Requirement: Find every line below where the word "crate" occurs. Then say how many there are, giving only the number.
··· Available data ···
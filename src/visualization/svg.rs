use std::fmt::Write;

use super::ChartType;

const WIDTH: f64 = 1000.0;
const HEIGHT: f64 = 600.0;
const MARGIN_LEFT: f64 = 90.0;
const MARGIN_RIGHT: f64 = 160.0;
const MARGIN_TOP: f64 = 50.0;
const MARGIN_BOTTOM: f64 = 110.0;
const Y_TICKS: usize = 5;
const MAX_X_TICKS: usize = 20;
const FONT: &str = "font-family=\"sans-serif\"";

/// A named series of `(x, y)` points.
#[derive(Debug, Clone)]
pub(crate) struct Series {
    pub label: String,
    pub color: &'static str,
    pub points: Vec<(f64, f64)>,
    /// Horizontal shift applied to every point, in x units.
    pub offset: f64,
}

impl Series {
    /// Points with a NaN or infinite y are not drawn.
    fn finite_points(&self) -> impl Iterator<Item = (f64, f64)> + '_ {
        self.points.iter().copied().filter(|(_, y)| y.is_finite())
    }
}

/// A 2D chart rendered to a standalone SVG document.
#[derive(Debug, Clone)]
pub(crate) struct SvgChart {
    pub title: Option<String>,
    pub x_label: String,
    pub y_label: String,
    /// Labelled positions along the x axis.
    pub x_ticks: Vec<(f64, String)>,
    pub rotate_x_ticks: bool,
    pub style: ChartType,
    /// Width of each bar in x units, only used by bar charts.
    pub bar_width: f64,
    pub series: Vec<Series>,
}

struct Frame {
    x_min: f64,
    x_max: f64,
    y_min: f64,
    y_max: f64,
}

impl Frame {
    fn px(&self, x: f64) -> f64 {
        let plot_w = WIDTH - MARGIN_LEFT - MARGIN_RIGHT;
        MARGIN_LEFT + (x - self.x_min) / (self.x_max - self.x_min) * plot_w
    }

    fn py(&self, y: f64) -> f64 {
        let plot_h = HEIGHT - MARGIN_TOP - MARGIN_BOTTOM;
        MARGIN_TOP + (self.y_max - y) / (self.y_max - self.y_min) * plot_h
    }
}

impl SvgChart {
    pub(crate) fn render(&self) -> String {
        let frame = self.frame();
        let mut svg = String::new();

        let _ = write!(
            svg,
            r#"<svg xmlns="http://www.w3.org/2000/svg" width="{WIDTH}" height="{HEIGHT}" viewBox="0 0 {WIDTH} {HEIGHT}">"#
        );
        let _ = write!(svg, r#"<rect width="100%" height="100%" fill="white"/>"#);

        self.render_grid(&mut svg, &frame);
        self.render_series(&mut svg, &frame);
        self.render_axes(&mut svg, &frame);
        self.render_legend(&mut svg);

        svg.push_str("</svg>\n");
        svg
    }

    fn frame(&self) -> Frame {
        let xs = self
            .x_ticks
            .iter()
            .map(|(x, _)| *x)
            .chain(self.series.iter().flat_map(|s| s.points.iter().map(move |(x, _)| x + s.offset)));
        let (x_min, x_max) = bounds(xs).unwrap_or((0.0, 1.0));

        let ys = self.series.iter().flat_map(|s| s.points.iter().map(|(_, y)| *y));
        let (mut y_min, mut y_max) = bounds(ys).unwrap_or((0.0, 1.0));
        if self.style == ChartType::Bar {
            y_min = y_min.min(0.0);
            y_max = y_max.max(0.0);
        }

        if y_max - y_min <= f64::EPSILON {
            y_min -= 1.0;
            y_max += 1.0;
        }

        let y_pad = (y_max - y_min) * 0.05;
        Frame {
            x_min: x_min - 0.5,
            x_max: x_max + 0.5,
            y_min: y_min - y_pad,
            y_max: y_max + y_pad,
        }
    }

    fn render_grid(&self, svg: &mut String, frame: &Frame) {
        let (left, right) = (MARGIN_LEFT, WIDTH - MARGIN_RIGHT);

        for i in 0..=Y_TICKS {
            let y = frame.y_min + (frame.y_max - frame.y_min) * i as f64 / Y_TICKS as f64;
            let py = frame.py(y);
            let _ = write!(
                svg,
                r##"<line x1="{left:.1}" y1="{py:.1}" x2="{right:.1}" y2="{py:.1}" stroke="#bbb" stroke-dasharray="4 4" stroke-opacity="0.6"/>"##
            );
            let _ = write!(
                svg,
                r#"<text x="{:.1}" y="{:.1}" font-size="11" text-anchor="end" {FONT}>{}</text>"#,
                left - 6.0,
                py + 4.0,
                format_tick(y)
            );
        }
    }

    fn render_axes(&self, svg: &mut String, frame: &Frame) {
        let (left, right) = (MARGIN_LEFT, WIDTH - MARGIN_RIGHT);
        let (top, bottom) = (MARGIN_TOP, HEIGHT - MARGIN_BOTTOM);

        let _ = write!(
            svg,
            r#"<rect x="{left:.1}" y="{top:.1}" width="{:.1}" height="{:.1}" fill="none" stroke="black"/>"#,
            right - left,
            bottom - top
        );

        let step = self.x_ticks.len().div_ceil(MAX_X_TICKS).max(1);
        for (x, label) in self.x_ticks.iter().step_by(step) {
            let px = frame.px(*x);
            let _ = write!(
                svg,
                r#"<line x1="{px:.1}" y1="{bottom:.1}" x2="{px:.1}" y2="{:.1}" stroke="black"/>"#,
                bottom + 5.0
            );

            let ty = bottom + 18.0;
            if self.rotate_x_ticks {
                let _ = write!(
                    svg,
                    r#"<text x="{px:.1}" y="{ty:.1}" font-size="11" text-anchor="end" transform="rotate(-45 {px:.1} {ty:.1})" {FONT}>{}</text>"#,
                    escape(label)
                );
            } else {
                let _ = write!(
                    svg,
                    r#"<text x="{px:.1}" y="{ty:.1}" font-size="11" text-anchor="middle" {FONT}>{}</text>"#,
                    escape(label)
                );
            }
        }

        if let Some(title) = &self.title {
            let _ = write!(
                svg,
                r#"<text x="{:.1}" y="{:.1}" font-size="18" text-anchor="middle" {FONT}>{}</text>"#,
                (left + right) / 2.0,
                top - 18.0,
                escape(title)
            );
        }

        let _ = write!(
            svg,
            r#"<text x="{:.1}" y="{:.1}" font-size="14" text-anchor="middle" {FONT}>{}</text>"#,
            (left + right) / 2.0,
            HEIGHT - 12.0,
            escape(&self.x_label)
        );

        let (lx, ly) = (22.0, (top + bottom) / 2.0);
        let _ = write!(
            svg,
            r#"<text x="{lx:.1}" y="{ly:.1}" font-size="14" text-anchor="middle" transform="rotate(-90 {lx:.1} {ly:.1})" {FONT}>{}</text>"#,
            escape(&self.y_label)
        );
    }

    fn render_series(&self, svg: &mut String, frame: &Frame) {
        for series in &self.series {
            match self.style {
                ChartType::Line => render_line(svg, frame, series),
                ChartType::Bar => render_bars(svg, frame, series, self.bar_width),
            }
        }
    }

    fn render_legend(&self, svg: &mut String) {
        let x = WIDTH - MARGIN_RIGHT + 15.0;
        for (i, series) in self.series.iter().enumerate() {
            let y = MARGIN_TOP + 10.0 + i as f64 * 20.0;
            let _ = write!(
                svg,
                r#"<rect x="{x:.1}" y="{:.1}" width="12" height="12" fill="{}"/>"#,
                y - 10.0,
                series.color
            );
            let _ = write!(
                svg,
                r#"<text x="{:.1}" y="{y:.1}" font-size="12" {FONT}>{}</text>"#,
                x + 18.0,
                escape(&series.label)
            );
        }
    }
}

fn render_line(svg: &mut String, frame: &Frame, series: &Series) {
    let points: Vec<(f64, f64)> = series.finite_points().collect();
    if points.is_empty() {
        return;
    }

    let polyline = points
        .iter()
        .map(|(x, y)| format!("{:.1},{:.1}", frame.px(x + series.offset), frame.py(*y)))
        .collect::<Vec<_>>()
        .join(" ");

    let _ = write!(
        svg,
        r#"<polyline points="{polyline}" fill="none" stroke="{}" stroke-width="2"/>"#,
        series.color
    );

    for (x, y) in &points {
        let _ = write!(
            svg,
            r#"<circle cx="{:.1}" cy="{:.1}" r="3.5" fill="{}"/>"#,
            frame.px(x + series.offset),
            frame.py(*y),
            series.color
        );
    }
}

fn render_bars(svg: &mut String, frame: &Frame, series: &Series, bar_width: f64) {
    let base = frame.py(0.0_f64.clamp(frame.y_min, frame.y_max));
    for (x, y) in series.finite_points() {
        let center = x + series.offset;
        let left = frame.px(center - bar_width / 2.0);
        let right = frame.px(center + bar_width / 2.0);
        let top = frame.py(y);

        let _ = write!(
            svg,
            r#"<rect x="{left:.1}" y="{:.1}" width="{:.1}" height="{:.1}" fill="{}"/>"#,
            top.min(base),
            right - left,
            (base - top).abs(),
            series.color
        );
    }
}

fn bounds(values: impl Iterator<Item = f64>) -> Option<(f64, f64)> {
    values
        .filter(|v| v.is_finite())
        .fold(None, |acc, v| match acc {
            None => Some((v, v)),
            Some((lo, hi)) => Some((lo.min(v), hi.max(v))),
        })
}

fn format_tick(value: f64) -> String {
    let abs = value.abs();
    if abs != 0.0 && !(1e-3..1e4).contains(&abs) {
        format!("{value:.2e}")
    } else {
        let s = format!("{value:.4}");
        let s = s.trim_end_matches('0').trim_end_matches('.');
        if s == "-0" {
            "0".to_string()
        } else {
            s.to_string()
        }
    }
}

fn escape(text: &str) -> String {
    text.replace('&', "&amp;")
        .replace('<', "&lt;")
        .replace('>', "&gt;")
        .replace('"', "&quot;")
}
···
Exercise solution: 3